There is no data available on domestic helps

 

KS NARAYANAN | Issue Dated: December 1, 2013, New Delhi
Tags : human rights | Police | sexual and physical abuse | rape | domestic servants |
 

What is the estimated number of people working as domestic servants/helps in India?

 

There are no estimates. Since it is an unorganised sector there is no data available on this.

 

Any guess estimates?

 

In Delhi and NCR region, noveau rich and urban middle class people employ domestic helps. Our guess estimate runs into lakhs for Delhi and NCR alone.

 

What about the Census of India or NSSO?

 

NSSO has data but not segregated as domestic helps.
 

At regular intervals horrific cases of abuses against domestic helps surface. Has maid-battering become a hobby?

 

We have to understand a few things. It is very cheap labour. Secondly it is purely a master-servant relationship and there is no dignity for those who do menial jobs. It is urban feudalism, an old mentality of ill treating servants.
 
What are ordeals faced by ordinary domestic helps?

 

It begins with verbal abuse and extends to extremes. First there are no minimum wages. Maids we have rescued don’t even get Rs 1,000 as minimum wages. There is no fixed timing of work, maids begin to work from six in the morning and are expected to stretch till late nights. Other kinds of abuse can be physical and sexual.

 

Are these cases a matter of normal course or are they aberrations?

 

In all cases where the Shakti Vahini has intervened we have found physical abuse rampant. Maid servants have also complained about sexual exploitation.

 

Whom do aggrieved domestic workers approach?

 

There is no redressal mechanism.

 

How do domestic servants reach Delhi and NCR?

 

Mostly through the ‘kamwali’ already working in the household or neighbourhood and through their recommendations. Then there are placement agencies. We need to understand domestic servants can be categorised into two kinds. One is the kamwali, who cleans and mops your apartment, cleans utensil or washes clothes for an hour or two every day. They are local. They work in more than one household, taking up multiple chores. They are far more independent, understand the market and people well. The other are maid servants who are trafficked or supplied through the placement agencies and work 24X7. They are exploited.

 

What is the legal protection for domestic workers in India?

 

There are no specific laws governing domestic workers in India. In collaboration with civil society, the National Commission for Women had come up with recommendations and had finalised a bill. It was forwarded to the government. But NCW has only recommendatory powers. The government never took it up. There was a discussion in the Union Home Ministry on a law for domestic workers. In 2012, it was shelved. Instead they included the social security aspect Rashtriya Swasth Bima Yojana medical insurance.

 

How far do these amount to denial of basic human rights?

 

Yes very much. They cannot go to police or take legal help as formalities are involved. Here too they are exploited and are not hopeful of justice as their employers have better access, status and money power. Lots of cases are hushed up. Two minor girls who were procured by placement agencies were battered and abused by employers. When the case surfaced with their death it was hushed up.

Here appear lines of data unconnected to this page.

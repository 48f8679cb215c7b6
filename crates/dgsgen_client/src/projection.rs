//! Selection sets built by generated projection classes.

use crate::input::InputValue;
use indexmap::IndexMap;

/// The field every projection of an abstract type selects.
pub const TYPENAME: &str = "__typename";

/// A node of a selection set.
///
/// `fields` maps a field name to its sub-selection, `None` for leaves.
/// Fragments render as inline fragments after the fields.
#[derive(Debug, Clone, Default, PartialEq)]
pub struct ProjectionNode {
    schema_type: Option<String>,
    fields: IndexMap<String, Option<ProjectionNode>>,
    input_arguments: IndexMap<String, Vec<(String, InputValue)>>,
    fragments: Vec<ProjectionNode>,
}

impl ProjectionNode {
    /// Creates an empty selection on a type.
    pub fn new(schema_type: impl Into<String>) -> Self {
        Self {
            schema_type: Some(schema_type.into()),
            ..Self::default()
        }
    }

    /// Creates a selection on an interface or union, with `__typename` selected.
    pub fn polymorphic(schema_type: impl Into<String>) -> Self {
        let mut node = Self::new(schema_type);
        node.typename();
        node
    }

    #[must_use]
    pub fn schema_type(&self) -> Option<&str> {
        self.schema_type.as_deref()
    }

    pub fn fields(&self) -> impl Iterator<Item = (&str, Option<&ProjectionNode>)> {
        self.fields
            .iter()
            .map(|(name, child)| (name.as_str(), child.as_ref()))
    }

    #[must_use]
    pub fn fragments(&self) -> &[ProjectionNode] {
        &self.fragments
    }

    /// Arguments recorded for a field, in the order they were given.
    #[must_use]
    pub fn input_arguments(&self, field: &str) -> &[(String, InputValue)] {
        self.input_arguments.get(field).map_or(&[], Vec::as_slice)
    }

    /// Whether nothing is selected.
    #[must_use]
    pub fn is_empty(&self) -> bool {
        self.fields.is_empty() && self.fragments.is_empty()
    }

    /// Selects a leaf field.
    pub fn field(&mut self, name: impl Into<String>) -> &mut Self {
        self.fields.entry(name.into()).or_insert(None);
        self
    }

    /// Selects a leaf field with arguments.
    pub fn field_with<N, V>(&mut self, name: &str, arguments: impl IntoIterator<Item = (N, V)>) -> &mut Self
    where
        N: Into<String>,
        V: Into<InputValue>,
    {
        self.set_arguments(name, arguments);
        self.field(name)
    }

    /// Selects a composite field and returns its sub-selection.
    pub fn child(&mut self, name: impl Into<String>, schema_type: impl Into<String>) -> &mut ProjectionNode {
        self.fields
            .entry(name.into())
            .or_insert(None)
            .get_or_insert_with(|| ProjectionNode::new(schema_type))
    }

    /// Selects a field typed as an interface or union; its sub-selection starts with `__typename`.
    pub fn child_polymorphic(
        &mut self,
        name: impl Into<String>,
        schema_type: impl Into<String>,
    ) -> &mut ProjectionNode {
        self.fields
            .entry(name.into())
            .or_insert(None)
            .get_or_insert_with(|| ProjectionNode::polymorphic(schema_type))
    }

    /// Selects a composite field with arguments and returns its sub-selection.
    pub fn child_with<N, V>(
        &mut self,
        name: &str,
        schema_type: impl Into<String>,
        arguments: impl IntoIterator<Item = (N, V)>,
    ) -> &mut ProjectionNode
    where
        N: Into<String>,
        V: Into<InputValue>,
    {
        self.set_arguments(name, arguments);
        self.child(name, schema_type)
    }

    /// Selects `__typename`.
    pub fn typename(&mut self) -> &mut Self {
        self.field(TYPENAME)
    }

    /// Adds an inline fragment on a concrete type and returns it.
    ///
    /// The fragment selects `__typename`, and so does this node if it did not yet.
    pub fn on(&mut self, concrete_type: impl Into<String>) -> &mut ProjectionNode {
        if !self.fields.contains_key(TYPENAME) {
            self.fields.shift_insert(0, TYPENAME.to_string(), None);
        }
        self.fragments.push(ProjectionNode::polymorphic(concrete_type));
        let last = self.fragments.len() - 1;
        &mut self.fragments[last]
    }

    fn set_arguments<N, V>(&mut self, field: &str, arguments: impl IntoIterator<Item = (N, V)>)
    where
        N: Into<String>,
        V: Into<InputValue>,
    {
        let arguments: Vec<_> = arguments
            .into_iter()
            .map(|(name, value)| (name.into(), value.into()))
            .collect();
        self.input_arguments.insert(field.to_string(), arguments);
    }
}
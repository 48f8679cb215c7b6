//! Reserved identifiers and their escaping.
//!
//! Escaping prefixes `_`. A name that starts with `_` and whose remainder
//! would be escaped is escaped as well, so the mapping stays injective and
//! [`desanitize`] can always undo [`sanitize`].

/// Java keywords and literals.
pub const JAVA_RESERVED: &[&str] = &[
    "abstract",
    "assert",
    "boolean",
    "break",
    "byte",
    "case",
    "catch",
    "char",
    "class",
    "const",
    "continue",
    "default",
    "do",
    "double",
    "else",
    "enum",
    "extends",
    "false",
    "final",
    "finally",
    "float",
    "for",
    "goto",
    "if",
    "implements",
    "import",
    "instanceof",
    "int",
    "interface",
    "long",
    "native",
    "new",
    "null",
    "package",
    "private",
    "protected",
    "public",
    "return",
    "short",
    "static",
    "strictfp",
    "super",
    "switch",
    "synchronized",
    "this",
    "throw",
    "throws",
    "transient",
    "true",
    "try",
    "void",
    "volatile",
    "while",
    "_",
];

/// Members of the generated projection base classes.
pub const RUNTIME_RESERVED: &[&str] = &["parent", "root"];

/// The introspection field every projection exposes.
pub const TYPENAME: &str = "__typename";

/// Returns true if `name` cannot be used as a generated identifier as is.
#[must_use]
pub fn is_reserved(name: &str) -> bool {
    name == TYPENAME || JAVA_RESERVED.contains(&name) || RUNTIME_RESERVED.contains(&name)
}

/// Returns true if [`sanitize`] would prefix `name`.
#[must_use]
pub fn needs_escape(name: &str) -> bool {
    is_reserved(name) || name.strip_prefix('_').is_some_and(needs_escape)
}

/// Escapes a name for use as an identifier.
#[must_use]
pub fn sanitize(name: &str) -> String {
    if needs_escape(name) {
        format!("_{name}")
    } else {
        name.to_string()
    }
}

/// Inverse of [`sanitize`].
#[must_use]
pub fn desanitize(identifier: &str) -> &str {
    match identifier.strip_prefix('_') {
        Some(rest) if needs_escape(rest) => rest,
        _ => identifier,
    }
}
//! Java code generation for GraphQL schemas.
//!
//! This crate turns a loaded schema into Java sources for a DGS service:
//! - data classes with builders for object and input types
//! - interfaces, unions and enums
//! - the `DgsConstants` class
//! - request classes and projections for the client API
//! - `_entities` projections and key representations for federated types
//! - datafetcher stubs for query fields
//!
//! # Example
//!
//! ```ignore
//! use dgsgen_codegen::{generate, CodeGenConfig};
//! use dgsgen_schema::SdlSource;
//!
//! let sources = [SdlSource::new("schema.graphqls", "type Query { hello: String }")];
//! let output = generate(&sources, &CodeGenConfig::new("com.example"))?;
//! for file in &output.files {
//!     println!("{}", file.path);
//! }
//! ```

pub mod config;
pub mod defaults;
pub mod emit;
pub mod generator;
pub mod java;
pub mod output;

pub use config::CodeGenConfig;
pub use generator::{generate, CodeGenerator};
pub use output::{CodeGenOutput, FileKind, GeneratedFile};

In many cases, maids have committed suicides.

 

Shakti Vahini is working for more than a decade.

 

There are two ways of working- one is at preventive level in villages. We have projects in Jharkhand and Chhattisgarh. The other is to work with the police at the cutting edge level to expose real exploitation. We utilise our cases to generate maximum publicity, to educate, organise and agitate and to bring legislation to secure domestic servants. We did it with the Dwarka doctor couple case. At Vandana Dhir’s home, we rescued the minor girl because she would have died. Dhir was arrested last month after police filed a case under various sections of the IPC and under the provisions of the Bonded Labour Act.

 

What is the compensation to victims and are employers punished?

 

Our intervention is limited to prevention and creating awareness and getting cases registered. There is no compensation. The Justice Verma Commission report went into trafficking issues. That is why we got a section of Article 370 amended. Placement agencies too have been brought into its ambit with a minimum of five years and maximum of life imprisonment.

 

Is Shakti Vahini fighting a lost cause?

 

It is not a lost cause. We have created a public debate. We cannot stop trafficking as there is huge demand. A lot of these maids come from poor areas – it is issue of sustaining self and family back home. But they are not aware of inhuman exploitation. Our interventions are limited that basic that human rights are non-negotiable. We have to ensure that migrations and work place become safe.

 

How can it happen in the absence of adequate laws?

 

I agree that laws for protection of domestic servants have been ignored. But we have to create public awareness. We, the NGOs, have demanded that the Delhi government’s draft bill is limited to placement agencies. Despite being put up for objections and suggestions in August 2012, it is nowhere close to becoming law. Various surveys by voluntary organizations show that there are more than 2,000 placement agencies in the capital and nearly half of these engage tribal girls from Jharkhand. The bill was initially delayed by a debate over increasing its scope beyond domestic workers engaged by placement agencies. Finally, it was agreed to restrict the bill to placement agencies.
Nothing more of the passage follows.